_TASK_.
Copy the entries exactly, through the "awaits; every input" line.

_DATA SECTION_.
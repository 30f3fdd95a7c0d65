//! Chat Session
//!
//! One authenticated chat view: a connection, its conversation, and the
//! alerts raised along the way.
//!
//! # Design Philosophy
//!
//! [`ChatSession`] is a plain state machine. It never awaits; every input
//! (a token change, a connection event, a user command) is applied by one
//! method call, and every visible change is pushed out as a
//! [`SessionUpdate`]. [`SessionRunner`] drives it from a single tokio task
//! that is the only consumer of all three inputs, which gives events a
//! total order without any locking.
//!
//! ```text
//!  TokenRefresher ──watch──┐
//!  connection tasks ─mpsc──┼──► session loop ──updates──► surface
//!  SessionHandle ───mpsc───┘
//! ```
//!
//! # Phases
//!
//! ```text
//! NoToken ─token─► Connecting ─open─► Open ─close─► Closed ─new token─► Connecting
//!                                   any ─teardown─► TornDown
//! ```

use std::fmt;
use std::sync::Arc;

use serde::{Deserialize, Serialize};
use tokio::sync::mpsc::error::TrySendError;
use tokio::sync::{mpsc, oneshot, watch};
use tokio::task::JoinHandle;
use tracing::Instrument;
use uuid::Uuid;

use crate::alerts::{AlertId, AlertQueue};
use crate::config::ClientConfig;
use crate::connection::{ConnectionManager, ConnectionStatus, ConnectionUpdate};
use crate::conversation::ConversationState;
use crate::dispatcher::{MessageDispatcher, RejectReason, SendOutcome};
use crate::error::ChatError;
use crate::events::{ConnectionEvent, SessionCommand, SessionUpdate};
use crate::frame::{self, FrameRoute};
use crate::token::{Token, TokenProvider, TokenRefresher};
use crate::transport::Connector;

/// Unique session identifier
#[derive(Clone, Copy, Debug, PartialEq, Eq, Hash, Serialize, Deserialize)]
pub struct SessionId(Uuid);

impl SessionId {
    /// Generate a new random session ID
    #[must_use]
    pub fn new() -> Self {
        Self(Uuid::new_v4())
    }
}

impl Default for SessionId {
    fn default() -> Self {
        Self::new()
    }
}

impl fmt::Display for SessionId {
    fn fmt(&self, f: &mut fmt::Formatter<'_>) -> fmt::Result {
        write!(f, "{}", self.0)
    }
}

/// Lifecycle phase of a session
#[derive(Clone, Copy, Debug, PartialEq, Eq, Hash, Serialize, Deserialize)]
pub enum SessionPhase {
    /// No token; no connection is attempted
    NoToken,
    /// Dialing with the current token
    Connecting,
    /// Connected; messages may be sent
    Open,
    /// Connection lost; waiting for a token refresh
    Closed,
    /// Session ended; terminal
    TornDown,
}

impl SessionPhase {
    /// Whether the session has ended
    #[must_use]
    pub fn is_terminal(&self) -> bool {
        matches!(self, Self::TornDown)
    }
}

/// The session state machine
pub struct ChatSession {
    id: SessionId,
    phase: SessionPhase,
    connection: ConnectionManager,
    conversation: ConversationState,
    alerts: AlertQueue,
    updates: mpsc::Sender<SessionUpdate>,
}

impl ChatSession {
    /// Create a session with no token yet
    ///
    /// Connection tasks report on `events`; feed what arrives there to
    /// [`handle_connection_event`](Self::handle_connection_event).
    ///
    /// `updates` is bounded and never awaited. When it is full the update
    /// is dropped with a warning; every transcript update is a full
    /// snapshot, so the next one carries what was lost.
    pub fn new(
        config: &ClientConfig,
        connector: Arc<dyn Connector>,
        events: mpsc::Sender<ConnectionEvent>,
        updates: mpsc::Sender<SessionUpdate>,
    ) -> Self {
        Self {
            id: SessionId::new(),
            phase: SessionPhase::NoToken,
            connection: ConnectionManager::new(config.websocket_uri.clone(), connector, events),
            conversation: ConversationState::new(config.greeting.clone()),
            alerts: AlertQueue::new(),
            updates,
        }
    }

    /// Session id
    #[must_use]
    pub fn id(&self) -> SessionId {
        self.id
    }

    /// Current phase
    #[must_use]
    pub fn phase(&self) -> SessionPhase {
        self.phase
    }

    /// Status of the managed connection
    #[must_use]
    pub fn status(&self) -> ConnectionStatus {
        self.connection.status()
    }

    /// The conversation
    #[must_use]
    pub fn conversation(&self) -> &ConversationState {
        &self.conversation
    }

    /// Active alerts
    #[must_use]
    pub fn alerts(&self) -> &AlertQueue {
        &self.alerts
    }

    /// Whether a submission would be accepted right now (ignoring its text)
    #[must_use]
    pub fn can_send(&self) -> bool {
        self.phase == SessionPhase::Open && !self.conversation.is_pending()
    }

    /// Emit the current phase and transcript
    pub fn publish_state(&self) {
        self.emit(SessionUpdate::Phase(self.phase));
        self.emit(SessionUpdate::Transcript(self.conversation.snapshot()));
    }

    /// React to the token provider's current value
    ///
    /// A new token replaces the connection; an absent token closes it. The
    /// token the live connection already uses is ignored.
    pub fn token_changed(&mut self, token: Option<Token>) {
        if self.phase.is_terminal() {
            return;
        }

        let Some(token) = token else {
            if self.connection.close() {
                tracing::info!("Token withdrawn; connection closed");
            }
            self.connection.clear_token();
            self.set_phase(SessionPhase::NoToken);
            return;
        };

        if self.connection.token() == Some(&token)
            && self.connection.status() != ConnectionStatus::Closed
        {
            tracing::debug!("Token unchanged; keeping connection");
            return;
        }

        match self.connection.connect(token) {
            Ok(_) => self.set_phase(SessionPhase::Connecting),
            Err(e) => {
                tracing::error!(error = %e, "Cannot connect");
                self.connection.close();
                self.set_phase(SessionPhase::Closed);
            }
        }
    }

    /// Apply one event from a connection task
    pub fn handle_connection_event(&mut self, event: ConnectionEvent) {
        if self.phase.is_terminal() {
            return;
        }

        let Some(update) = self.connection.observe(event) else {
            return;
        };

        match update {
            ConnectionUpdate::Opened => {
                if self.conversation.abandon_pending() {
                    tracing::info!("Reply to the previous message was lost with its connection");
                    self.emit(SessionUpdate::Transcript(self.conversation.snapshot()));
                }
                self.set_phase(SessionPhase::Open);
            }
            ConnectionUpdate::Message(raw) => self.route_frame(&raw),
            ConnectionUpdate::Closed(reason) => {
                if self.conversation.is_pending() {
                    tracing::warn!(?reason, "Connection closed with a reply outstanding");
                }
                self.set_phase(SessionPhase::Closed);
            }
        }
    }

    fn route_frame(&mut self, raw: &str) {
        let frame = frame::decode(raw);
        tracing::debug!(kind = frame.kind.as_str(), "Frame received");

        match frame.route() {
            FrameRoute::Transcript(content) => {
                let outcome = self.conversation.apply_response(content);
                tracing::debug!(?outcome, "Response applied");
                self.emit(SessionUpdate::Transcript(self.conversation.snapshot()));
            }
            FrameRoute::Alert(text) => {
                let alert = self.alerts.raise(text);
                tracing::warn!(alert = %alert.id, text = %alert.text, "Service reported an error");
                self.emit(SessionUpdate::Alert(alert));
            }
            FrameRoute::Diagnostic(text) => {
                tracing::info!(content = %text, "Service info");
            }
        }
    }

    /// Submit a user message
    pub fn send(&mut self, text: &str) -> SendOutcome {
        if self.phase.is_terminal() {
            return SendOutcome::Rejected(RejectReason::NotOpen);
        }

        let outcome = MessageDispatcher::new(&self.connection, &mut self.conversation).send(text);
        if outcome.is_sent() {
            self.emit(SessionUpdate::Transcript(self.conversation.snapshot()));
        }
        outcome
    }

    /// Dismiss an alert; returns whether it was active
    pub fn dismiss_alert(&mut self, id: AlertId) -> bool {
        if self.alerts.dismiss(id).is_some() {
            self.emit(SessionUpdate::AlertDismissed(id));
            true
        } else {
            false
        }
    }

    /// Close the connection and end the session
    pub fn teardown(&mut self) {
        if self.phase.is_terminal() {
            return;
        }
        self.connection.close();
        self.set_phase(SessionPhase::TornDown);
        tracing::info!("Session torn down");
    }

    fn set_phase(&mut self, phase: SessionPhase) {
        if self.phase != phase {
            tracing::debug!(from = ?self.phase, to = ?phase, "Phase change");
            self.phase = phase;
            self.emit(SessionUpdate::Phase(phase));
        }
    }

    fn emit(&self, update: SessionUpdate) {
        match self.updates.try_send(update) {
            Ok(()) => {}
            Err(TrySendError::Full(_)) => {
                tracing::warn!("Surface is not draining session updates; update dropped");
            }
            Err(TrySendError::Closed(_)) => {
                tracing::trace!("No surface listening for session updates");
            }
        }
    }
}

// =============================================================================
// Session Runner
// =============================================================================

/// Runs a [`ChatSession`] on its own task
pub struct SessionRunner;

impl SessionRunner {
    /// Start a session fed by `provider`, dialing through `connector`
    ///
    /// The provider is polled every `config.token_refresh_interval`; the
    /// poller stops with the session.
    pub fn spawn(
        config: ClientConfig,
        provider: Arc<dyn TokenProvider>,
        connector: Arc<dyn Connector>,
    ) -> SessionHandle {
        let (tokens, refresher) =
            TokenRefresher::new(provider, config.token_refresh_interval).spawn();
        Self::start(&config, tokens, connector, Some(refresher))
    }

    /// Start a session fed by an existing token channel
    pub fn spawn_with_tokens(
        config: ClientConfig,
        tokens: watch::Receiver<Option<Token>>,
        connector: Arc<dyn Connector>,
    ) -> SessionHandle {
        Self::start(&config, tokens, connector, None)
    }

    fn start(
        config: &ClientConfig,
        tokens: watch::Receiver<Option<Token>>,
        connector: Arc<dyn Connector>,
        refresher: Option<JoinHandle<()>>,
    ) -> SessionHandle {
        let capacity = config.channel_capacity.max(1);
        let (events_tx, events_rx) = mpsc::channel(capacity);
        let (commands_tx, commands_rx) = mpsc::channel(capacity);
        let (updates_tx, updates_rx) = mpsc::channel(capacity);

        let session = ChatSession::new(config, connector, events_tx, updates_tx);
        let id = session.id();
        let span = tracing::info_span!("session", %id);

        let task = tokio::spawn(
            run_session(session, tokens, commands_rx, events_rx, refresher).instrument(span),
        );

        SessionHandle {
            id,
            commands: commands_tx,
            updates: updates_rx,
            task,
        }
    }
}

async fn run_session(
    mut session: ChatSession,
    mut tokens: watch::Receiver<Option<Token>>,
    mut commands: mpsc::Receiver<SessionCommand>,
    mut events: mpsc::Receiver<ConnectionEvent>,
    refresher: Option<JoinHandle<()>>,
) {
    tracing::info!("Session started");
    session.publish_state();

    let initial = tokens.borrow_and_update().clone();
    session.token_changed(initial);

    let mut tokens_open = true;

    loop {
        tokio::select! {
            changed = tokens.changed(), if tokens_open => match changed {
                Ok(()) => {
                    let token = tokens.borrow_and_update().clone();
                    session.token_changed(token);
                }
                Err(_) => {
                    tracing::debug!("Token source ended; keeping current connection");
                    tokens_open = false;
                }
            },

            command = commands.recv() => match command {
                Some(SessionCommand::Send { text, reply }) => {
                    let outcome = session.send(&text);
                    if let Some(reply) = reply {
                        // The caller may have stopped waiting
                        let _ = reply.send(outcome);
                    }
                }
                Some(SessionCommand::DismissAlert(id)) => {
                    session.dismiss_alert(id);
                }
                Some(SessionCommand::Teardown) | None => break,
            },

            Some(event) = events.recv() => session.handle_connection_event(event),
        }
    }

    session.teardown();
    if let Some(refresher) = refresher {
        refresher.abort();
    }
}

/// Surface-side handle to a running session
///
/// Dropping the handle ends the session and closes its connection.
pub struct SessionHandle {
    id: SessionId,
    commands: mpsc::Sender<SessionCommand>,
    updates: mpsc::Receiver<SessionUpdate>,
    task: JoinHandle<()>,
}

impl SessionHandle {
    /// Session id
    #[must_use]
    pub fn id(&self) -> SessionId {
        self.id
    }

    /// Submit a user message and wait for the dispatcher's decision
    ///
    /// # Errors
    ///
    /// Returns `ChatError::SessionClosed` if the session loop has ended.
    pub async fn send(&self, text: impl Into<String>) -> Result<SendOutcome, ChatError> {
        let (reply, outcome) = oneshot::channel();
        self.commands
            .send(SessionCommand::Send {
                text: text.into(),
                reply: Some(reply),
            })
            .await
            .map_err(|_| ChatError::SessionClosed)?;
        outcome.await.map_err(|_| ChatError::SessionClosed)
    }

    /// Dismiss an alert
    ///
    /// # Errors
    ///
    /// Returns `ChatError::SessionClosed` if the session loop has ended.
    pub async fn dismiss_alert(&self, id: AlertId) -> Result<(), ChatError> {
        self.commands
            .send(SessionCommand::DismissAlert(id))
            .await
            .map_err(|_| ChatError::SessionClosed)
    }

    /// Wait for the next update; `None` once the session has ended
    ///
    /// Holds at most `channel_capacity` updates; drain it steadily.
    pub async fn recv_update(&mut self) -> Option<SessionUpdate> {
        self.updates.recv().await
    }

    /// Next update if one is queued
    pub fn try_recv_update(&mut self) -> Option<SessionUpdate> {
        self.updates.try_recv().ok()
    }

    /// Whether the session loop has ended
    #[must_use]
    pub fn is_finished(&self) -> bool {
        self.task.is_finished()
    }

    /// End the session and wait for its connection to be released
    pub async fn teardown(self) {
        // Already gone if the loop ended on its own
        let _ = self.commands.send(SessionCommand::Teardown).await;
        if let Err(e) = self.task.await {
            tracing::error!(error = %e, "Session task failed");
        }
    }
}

_THE ANSWER_.
repository 30f3fdd95a7c0d65
//! Chat Session
//!
//! One authenticated chat view: a connection, its conversation, and the
//! alerts raised along the way.
//!
//! # Design Philosophy
//!
//! [`ChatSession`] is a plain state machine. It never awaits; every input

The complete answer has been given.